In the 1920s the French psychologist Émile Coué popularized the idea that success started with the repetition of a simple mantra. Twenty times a day you were supposed to tell yourself, as one translation put it, poetically, “Every day, in every way, I am getting better and better.” Prescriptions offered by many TED speakers are equally granular. The second most popular talk, measured by views on the TED site, is the one wherein Amy Cuddy of the Harvard Business School says that high-power poses — including standing up straighter, hands on hips — could “significantly change the way your life unfolds.”
It’s strange that this advice should have such a large audience today. (For one, it’s not really news. Studies on the effects of body language are about as old as the VHS.) Ms.

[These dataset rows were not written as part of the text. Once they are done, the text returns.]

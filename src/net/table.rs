//! Fixed-capacity connection table indexed by descriptor value.
//!
//! Each slot moves through
//!
//! ```text
//!          accept                 readable              close
//!  Free ──────────▶ Idle ────────────────────▶ Busy ─────────────▶ Closing ──▶ Free
//!                    ▲  ◀──── completion ──────  │                    ▲
//!                    │        (re-armed)         │                    │
//!                    └───────────────────────────┴──── close ─────────┘
//! ```
//!
//! Only the main loop touches the table. Every access goes through a
//! [`ConnectionId`] whose generation must match the slot's; releasing a slot
//! bumps its generation, so stale ids held by timers or completions resolve
//! to nothing instead of to whichever connection reuses the descriptor.

use std::sync::{
    atomic::{AtomicUsize, Ordering},
    Arc,
};

use crate::{
    error::{Error, Result},
    net::traits::ConnectionId,
    timer::TimerId,
};

#[derive(Debug, Clone, Copy, PartialEq, Eq)]
pub enum SlotState {
    Free,
    /// Registered, waiting for readiness.
    Idle,
    /// Oneshot consumed, a worker owns the pending input.
    Busy,
    /// Deregistered, resources being released.
    Closing,
}

#[derive(Debug)]
struct Slot<T> {
    generation: u32,
    state: SlotState,
    value: Option<T>,
    timer: Option<TimerId>,
}

impl<T> Slot<T> {
    fn free() -> Self {
        Self {
            generation: 0,
            state: SlotState::Free,
            value: None,
            timer: None,
        }
    }
}

/// What a closing slot handed back.
#[derive(Debug)]
pub struct Released<T> {
    pub value: T,
    pub timer: Option<TimerId>,
}

#[derive(Debug)]
pub struct ConnectionTable<T> {
    slots: Vec<Slot<T>>,
    live: Arc<AtomicUsize>,
}

impl<T> ConnectionTable<T> {
    /// Preallocate `capacity` slots; descriptors `>= capacity` are refused.
    pub fn new(capacity: usize) -> Result<Self> {
        if capacity == 0 {
            return Err(Error::Config("connection table capacity must be non-zero".into()));
        }

        let mut slots = Vec::new();
        slots.try_reserve_exact(capacity).map_err(|e| {
            Error::Config(format!("cannot allocate {capacity} connection slots: {e}"))
        })?;
        slots.extend((0..capacity).map(|_| Slot::free()));

        Ok(Self {
            slots,
            live: Arc::new(AtomicUsize::new(0)),
        })
    }

    pub fn capacity(&self) -> usize {
        self.slots.len()
    }

    pub fn len(&self) -> usize {
        self.live.load(Ordering::Acquire)
    }

    pub fn is_empty(&self) -> bool {
        self.len() == 0
    }

    /// Shared view of the live-connection counter.
    pub fn live_counter(&self) -> Arc<AtomicUsize> {
        Arc::clone(&self.live)
    }

    /// Whether a connection on descriptor `slot` could be admitted.
    pub fn has_room(&self, slot: usize) -> bool {
        self.len() < self.capacity()
            && self
                .slots
                .get(slot)
                .is_some_and(|s| s.state == SlotState::Free)
    }

    /// Occupy `slot` (Free → Idle). `build` receives the id the new
    /// connection will be known by.
    pub fn insert<F>(&mut self, slot: usize, build: F) -> Option<ConnectionId>
    where
        F: FnOnce(ConnectionId) -> T,
    {
        if !self.has_room(slot) {
            return None;
        }
        let entry = &mut self.slots[slot];
        let id = ConnectionId::new(slot, entry.generation);
        entry.value = Some(build(id));
        entry.state = SlotState::Idle;
        entry.timer = None;
        self.live.fetch_add(1, Ordering::AcqRel);
        Some(id)
    }

    fn slot(&self, id: ConnectionId) -> Option<&Slot<T>> {
        self.slots
            .get(id.slot())
            .filter(|s| s.generation == id.generation() && s.state != SlotState::Free)
    }

    fn slot_mut(&mut self, id: ConnectionId) -> Option<&mut Slot<T>> {
        self.slots
            .get_mut(id.slot())
            .filter(|s| s.generation == id.generation() && s.state != SlotState::Free)
    }

    pub fn get(&self, id: ConnectionId) -> Option<&T> {
        self.slot(id)
            .filter(|s| s.state != SlotState::Closing)
            .and_then(|s| s.value.as_ref())
    }

    pub fn state(&self, id: ConnectionId) -> SlotState {
        self.slot(id).map_or(SlotState::Free, |s| s.state)
    }

    pub fn timer(&self, id: ConnectionId) -> Option<TimerId> {
        self.slot(id).and_then(|s| s.timer)
    }

    /// Attach a timer, returning the one it replaces.
    pub fn set_timer(&mut self, id: ConnectionId, timer: TimerId) -> Option<TimerId> {
        self.slot_mut(id).and_then(|s| s.timer.replace(timer))
    }

    /// Idle → Busy. Returns `false` for any other state or a stale id.
    pub fn mark_busy(&mut self, id: ConnectionId) -> bool {
        self.transition(id, SlotState::Idle, SlotState::Busy)
    }

    /// Busy → Idle. Returns `false` for any other state or a stale id.
    pub fn mark_idle(&mut self, id: ConnectionId) -> bool {
        self.transition(id, SlotState::Busy, SlotState::Idle)
    }

    fn transition(&mut self, id: ConnectionId, from: SlotState, to: SlotState) -> bool {
        match self.slot_mut(id) {
            Some(slot) if slot.state == from => {
                slot.state = to;
                true
            }
            _ => false,
        }
    }

    /// Idle/Busy → Closing, handing back the value and timer.
    ///
    /// Returns `None` if the connection is already closing or gone, which
    /// makes closing idempotent.
    pub fn begin_close(&mut self, id: ConnectionId) -> Option<Released<T>> {
        let slot = self.slot_mut(id)?;
        if slot.state == SlotState::Closing {
            return None;
        }
        slot.state = SlotState::Closing;
        let value = slot.value.take()?;
        Some(Released {
            value,
            timer: slot.timer.take(),
        })
    }

    /// Closing → Free. Bumps the generation and the live counter.
    pub fn release(&mut self, id: ConnectionId) -> bool {
        match self.slot_mut(id) {
            Some(slot) if slot.state == SlotState::Closing => {
                slot.state = SlotState::Free;
                slot.generation = slot.generation.wrapping_add(1);
                slot.value = None;
                slot.timer = None;
                self.live.fetch_sub(1, Ordering::AcqRel);
                true
            }
            _ => false,
        }
    }

    /// Ids of every connection not already closing.
    pub fn ids(&self) -> Vec<ConnectionId> {
        self.slots
            .iter()
            .enumerate()
            .filter(|(_, s)| matches!(s.state, SlotState::Idle | SlotState::Busy))
            .map(|(i, s)| ConnectionId::new(i, s.generation))
            .collect()
    }
}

Cuddy does make a fascinating case, as did Sheryl Sandberg in her 2010 talk, an early look at the “Lean In” theme, which included not one but three “powerful” pieces of advice.
TED talks routinely present problems of huge scale and scope — we imprison too many people; the rain forest is dying; look at all this garbage; we’re unhappy; we have Big Data and aren’t sure what to do with it — then wrap up tidily and tinily. Do this. Stop doing that. Buy an app that will help you do this other thing.
To imagine that small behavior tweaks are smart responses to big persistent challenges, like the gender gap in wages, is a stretch. These ideas don’t spread because people are rationally calculating the odds that they’ll work.
Perhaps the fact that there’s no intrusive voice from above makes this all more appealing than monotheism. Instead of sola scriptura, TED and its ilk offer more of a buffet-style approach to moral formation. I’ve talked to people who say they’ve happily dispensed with God, and don’t even find the general idea comprehensible. But a few, having announced they’re free of cant, spend many nervous hours assembling authority structures and a sense of righteousness by bricolage and Fitbit, nonfiction book clubs and Facebook likes.
I never imagined that the Baptists I knew in my youth would come to seem mellow, almost slackers by comparison. Of course they promoted Jesus as a once-and-done, plug-and-play solver of problems — another questionable approach.
If I were 19 again, and experimenting with sacrilege for the first but not the last time, I would heed some advice that was given to me then: “If you’re going to be an atheist, you should be having a lot more fun.”
But the truth is, now is a fun time to be a skeptic among true believers, since there are so many types of true believers to choose from. I sometimes wonder whether TED’s top 20 list will eventually morph into a creed, or whether, as in the early church, heretics will be asked to leave the party. I resist the urge to rewatch Ms. Cuddy’s talk, and stop myself from sniping at people slowing me down on New York sidewalks — people sliding forward tentatively, shoulders hunched, not because they’re tourists, but because they’re trying to move forward and look at their phones at the same time.